§ TASK TO COMPLETE: Repeat exactly the lines that run from the one containing "self.current_mapping.lock().await.clone()" to the end of the data, and leave out all others.

§ INPUT FOR THIS TASK:
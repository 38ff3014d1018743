//! Device description resolution
//!
//! Fetches the description document named by the SSDP LOCATION header and
//! picks the first WANIPConnection or WANPPPConnection service that carries
//! a control URL. The control URL is then made absolute against the
//! location's scheme and authority.

use super::transport::HttpTransport;
use super::types::{DiscoveryFailure, ResolvedService};
use super::xml::{self, XmlEvent};
use std::ops::ControlFlow;
use tracing::{debug, info};

/// Service type fragments accepted as a WAN connection service
const WAN_SERVICE_MARKERS: &[&str] = &[":wanipconnection:", ":wanpppconnection:"];

/// Fetch the description at `location` and resolve the WAN control endpoint
pub(crate) fn resolve(
    transport: &dyn HttpTransport,
    location: &str,
) -> Result<ResolvedService, DiscoveryFailure> {
    let base = base_url(location)?;

    let response = transport
        .get(location)
        .map_err(|e| DiscoveryFailure::DescriptionUnavailable(e.to_string()))?;
    if !response.is_success() {
        return Err(DiscoveryFailure::DescriptionUnavailable(format!(
            "HTTP status {}",
            response.status
        )));
    }

    let service = find_wan_service(&response.body)?;
    let control_url = absolute_control_url(base, &service.control_url);

    info!(
        "Resolved WAN service {} at {}",
        service.service_type, control_url
    );

    Ok(ResolvedService {
        service_type: service.service_type,
        control_url,
    })
}

/// Walk a description document and return the first WAN connection service
///
/// The control URL is returned exactly as written in the document.
pub(crate) fn find_wan_service(document: &[u8]) -> Result<ResolvedService, DiscoveryFailure> {
    let mut scanner = ServiceScanner::default();

    xml::walk(document, |event| scanner.on_event(event))
        .map_err(|e| DiscoveryFailure::DescriptionUnavailable(e.to_string()))?;

    scanner.finish().ok_or(DiscoveryFailure::NoWanService)
}

/// Case-insensitive match against the WAN connection service types
pub(crate) fn is_wan_connection(service_type: &str) -> bool {
    let lower = service_type.to_ascii_lowercase();
    WAN_SERVICE_MARKERS.iter().any(|marker| lower.contains(marker))
}

/// Scheme and authority of `location`, without trailing slash
///
/// This is everything before the first `/` following `://`. A location
/// with no path at all can't be used as a base.
pub(crate) fn base_url(location: &str) -> Result<&str, DiscoveryFailure> {
    let authority_start = location.find("://").map_or(7, |i| i + 3);

    location
        .get(authority_start..)
        .and_then(|rest| rest.find('/'))
        .map(|slash| &location[..authority_start + slash])
        .ok_or_else(|| DiscoveryFailure::MalformedLocation(location.to_string()))
}

/// Join a control URL from the description onto `base`
pub(crate) fn absolute_control_url(base: &str, control_url: &str) -> String {
    if control_url.starts_with('/') {
        format!("{}{}", base, control_url)
    } else {
        format!("{}/{}", base, control_url)
    }
}

/// serviceType/controlURL pair collected inside one `service` element
#[derive(Debug, Default)]
struct ServiceDescriptor {
    service_type: Option<String>,
    control_url: Option<String>,
}

impl ServiceDescriptor {
    fn into_wan_service(self) -> Option<ResolvedService> {
        match (self.service_type, self.control_url) {
            (Some(service_type), Some(control_url)) if is_wan_connection(&service_type) => {
                Some(ResolvedService {
                    service_type,
                    control_url,
                })
            }
            _ => None,
        }
    }
}

#[derive(Debug, Default)]
enum ScanState {
    #[default]
    OutsideService,
    Collecting(ServiceDescriptor),
    Matched(ResolvedService),
}

/// Event-driven matcher for the first qualifying `service` block
#[derive(Debug, Default)]
pub(crate) struct ServiceScanner {
    state: ScanState,
    current_tag: Option<String>,
}

impl ServiceScanner {
    pub(crate) fn on_event(&mut self, event: XmlEvent<'_>) -> ControlFlow<()> {
        match event {
            XmlEvent::Open(name) => {
                if name.eq_ignore_ascii_case("service") {
                    self.state = ScanState::Collecting(ServiceDescriptor::default());
                }
                self.current_tag = Some(name.to_string());
            }
            XmlEvent::Text(text) => {
                let text = text.trim();
                if let (ScanState::Collecting(descriptor), Some(tag)) =
                    (&mut self.state, &self.current_tag)
                {
                    if text.is_empty() {
                        return ControlFlow::Continue(());
                    }
                    if tag.eq_ignore_ascii_case("serviceType") {
                        descriptor.service_type = Some(text.to_string());
                    } else if tag.eq_ignore_ascii_case("controlURL") {
                        descriptor.control_url = Some(text.to_string());
                    }
                }
            }
            XmlEvent::Close(name) => {
                self.current_tag = None;
                if name.eq_ignore_ascii_case("service") {
                    if let ScanState::Collecting(descriptor) = std::mem::take(&mut self.state) {
                        match descriptor.into_wan_service() {
                            Some(service) => {
                                debug!("Matched service {}", service.service_type);
                                self.state = ScanState::Matched(service);
                                return ControlFlow::Break(());
                            }
                            None => self.state = ScanState::OutsideService,
                        }
                    }
                }
            }
        }
        ControlFlow::Continue(())
    }

    pub(crate) fn finish(self) -> Option<ResolvedService> {
        match self.state {
            ScanState::Matched(service) => Some(service),
            _ => None,
        }
    }
}
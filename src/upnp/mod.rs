//! UPnP IGD client
//!
//! The pieces compose top-down:
//! - `ssdp` - pulls the description URL out of an SSDP reply
//! - `description` - fetches the device description and finds the WAN connection service
//! - `soap` - serializes, posts and flattens SOAP actions
//! - `gateway` - the resolved gateway and its port mapping operations
//!
//! HTTP and XML are consumed through `transport` and `xml`.

// Submodules
pub mod description;
pub mod gateway;
pub mod manager;
pub mod soap;
pub mod ssdp;
pub mod transport;
pub mod types;
pub mod xml;

// Re-export commonly used types
pub use types::{
    ActionFailure, DiscoveryFailure, GatewayEndpoint, IpProtocol, PortMappingRequest,
};

pub use gateway::Gateway;
pub use manager::{MappedPort, UpnpMappingManager};
pub use soap::{SoapParams, SoapResult};
pub use transport::{HttpResponse, HttpTransport, ReqwestTransport, TransportError};
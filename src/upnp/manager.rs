//! UPnP port mapping lifecycle for async callers
//!
//! `Gateway` is blocking. `UpnpMappingManager` runs its calls on tokio's
//! blocking pool, remembers the active mapping and removes it again on
//! `stop` or, best effort, on drop.

use super::gateway::Gateway;
use super::transport::{HttpTransport, ReqwestTransport};
use super::types::{IpProtocol, PortMappingRequest};
use crate::{Error, Result};
use chrono::{DateTime, Utc};
use serde::{Deserialize, Serialize};
use std::sync::Arc;
use tokio::sync::Mutex;
use tracing::{debug, info, warn};

/// Mapping created by [`UpnpMappingManager::start`]
#[derive(Debug, Clone, PartialEq, Eq, Serialize, Deserialize)]
pub struct MappedPort {
    /// External port on the gateway
    pub external_port: u16,
    /// Transport protocol
    pub protocol: IpProtocol,
    /// External IP reported right after mapping, if the gateway told us
    pub external_ip: Option<String>,
    /// When the mapping was created
    pub created_at: DateTime<Utc>,
}

/// UPnP port mapping manager with automatic cleanup
pub struct UpnpMappingManager<T: HttpTransport + 'static = ReqwestTransport> {
    gateway: Arc<Gateway<T>>,
    port: u16,
    protocol: IpProtocol,
    description: String,
    current_mapping: Arc<Mutex<Option<MappedPort>>>,
}

impl<T: HttpTransport + 'static> UpnpMappingManager<T> {
    /// Create a manager for `port` on `gateway`
    pub fn new(
        gateway: Arc<Gateway<T>>,
        port: u16,
        protocol: IpProtocol,
        description: impl Into<String>,
    ) -> Self {
        Self {
            gateway,
            port,
            protocol,
            description: description.into(),
            current_mapping: Arc::new(Mutex::new(None)),
        }
    }

    /// Create the mapping with the given lease (0 = permanent)
    pub async fn start(&self, lease_secs: u32) -> Result<MappedPort> {
        info!(
            "Starting UPnP mapping manager for {} port {} (lease: {}s)",
            self.protocol, self.port, lease_secs
        );

        let gateway = self.gateway.clone();
        let request = PortMappingRequest::new(
            self.port,
            self.protocol,
            gateway.local_address(),
            self.description.clone(),
        )
        .with_lease_duration(lease_secs);

        let external_ip = tokio::task::spawn_blocking(move || {
            gateway.add_port_mapping(&request)?;
            Ok::<_, Error>(gateway.external_ip())
        })
        .await
        .map_err(|e| Error::Internal(format!("Task join error: {}", e)))??;

        let mapping = MappedPort {
            external_port: self.port,
            protocol: self.protocol,
            external_ip,
            created_at: Utc::now(),
        };

        info!(
            "UPnP mapping active: {:?}:{} ({})",
            mapping.external_ip, mapping.external_port, mapping.protocol
        );

        *self.current_mapping.lock().await = Some(mapping.clone());

        Ok(mapping)
    }

    /// Delete the mapping
    pub async fn stop(&self) -> Result<()> {
        info!("Stopping UPnP mapping manager for {} port {}", self.protocol, self.port);

        let gateway = self.gateway.clone();
        let (port, protocol) = (self.port, self.protocol);

        tokio::task::spawn_blocking(move || gateway.delete_port_mapping(port, protocol))
            .await
            .map_err(|e| Error::Internal(format!("Task join error: {}", e)))??;

        *self.current_mapping.lock().await = None;

        Ok(())
    }

    /// Get the current mapping (if any)
    pub async fn current_mapping(&self) -> Option<MappedPort> {
        self.current_mapping.lock().await.clone()
    }

    #[cfg(test)]
    pub(crate) fn mapping_slot(&self) -> Arc<Mutex<Option<MappedPort>>> {
        self.current_mapping.clone()
    }
}

impl<T: HttpTransport + 'static> Drop for UpnpMappingManager<T> {
    fn drop(&mut self) {
        let active = match self.current_mapping.try_lock() {
            Ok(mut guard) => guard.take(),
            Err(_) => {
                debug!(
                    "UPnP mapping state locked during drop, skipping cleanup of {} port {}",
                    self.protocol, self.port
                );
                None
            }
        };

        let Some(mapping) = active else {
            return;
        };

        // Gateway calls block, so stay off the async runtime's threads
        let gateway = self.gateway.clone();
        std::thread::spawn(move || {
            match gateway.delete_port_mapping(mapping.external_port, mapping.protocol) {
                Ok(_) => debug!("UPnP mapping cleaned up on drop"),
                Err(e) => warn!("UPnP cleanup on drop failed: {}", e),
            }
        });
    }
}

§ RESPONSE BOX:
        self.current_mapping.lock().await.clone()
    }

    #[cfg(test)]
    pub(crate) fn mapping_slot(&self) -> Arc<Mutex<Option<MappedPort>>> {
        self.current_mapping.clone()
    }
}

impl<T: HttpTransport + 'static> Drop for UpnpMappingManager<T> {
    fn drop(&mut self) {
        let active = match self.current_mapping.try_lock() {
            Ok(mut guard) => guard.take(),
            Err(_) => {
                debug!(
                    "UPnP mapping state locked during drop, skipping cleanup of {} port {}",
                    self.protocol, self.port
                );
                None
            }
        };

        let Some(mapping) = active else {
            return;
        };

        // Gateway calls block, so stay off the async runtime's threads
        let gateway = self.gateway.clone();
        std::thread::spawn(move || {
            match gateway.delete_port_mapping(mapping.external_port, mapping.protocol) {
                Ok(_) => debug!("UPnP mapping cleaned up on drop"),
                Err(e) => warn!("UPnP cleanup on drop failed: {}", e),
            }
        });
    }
}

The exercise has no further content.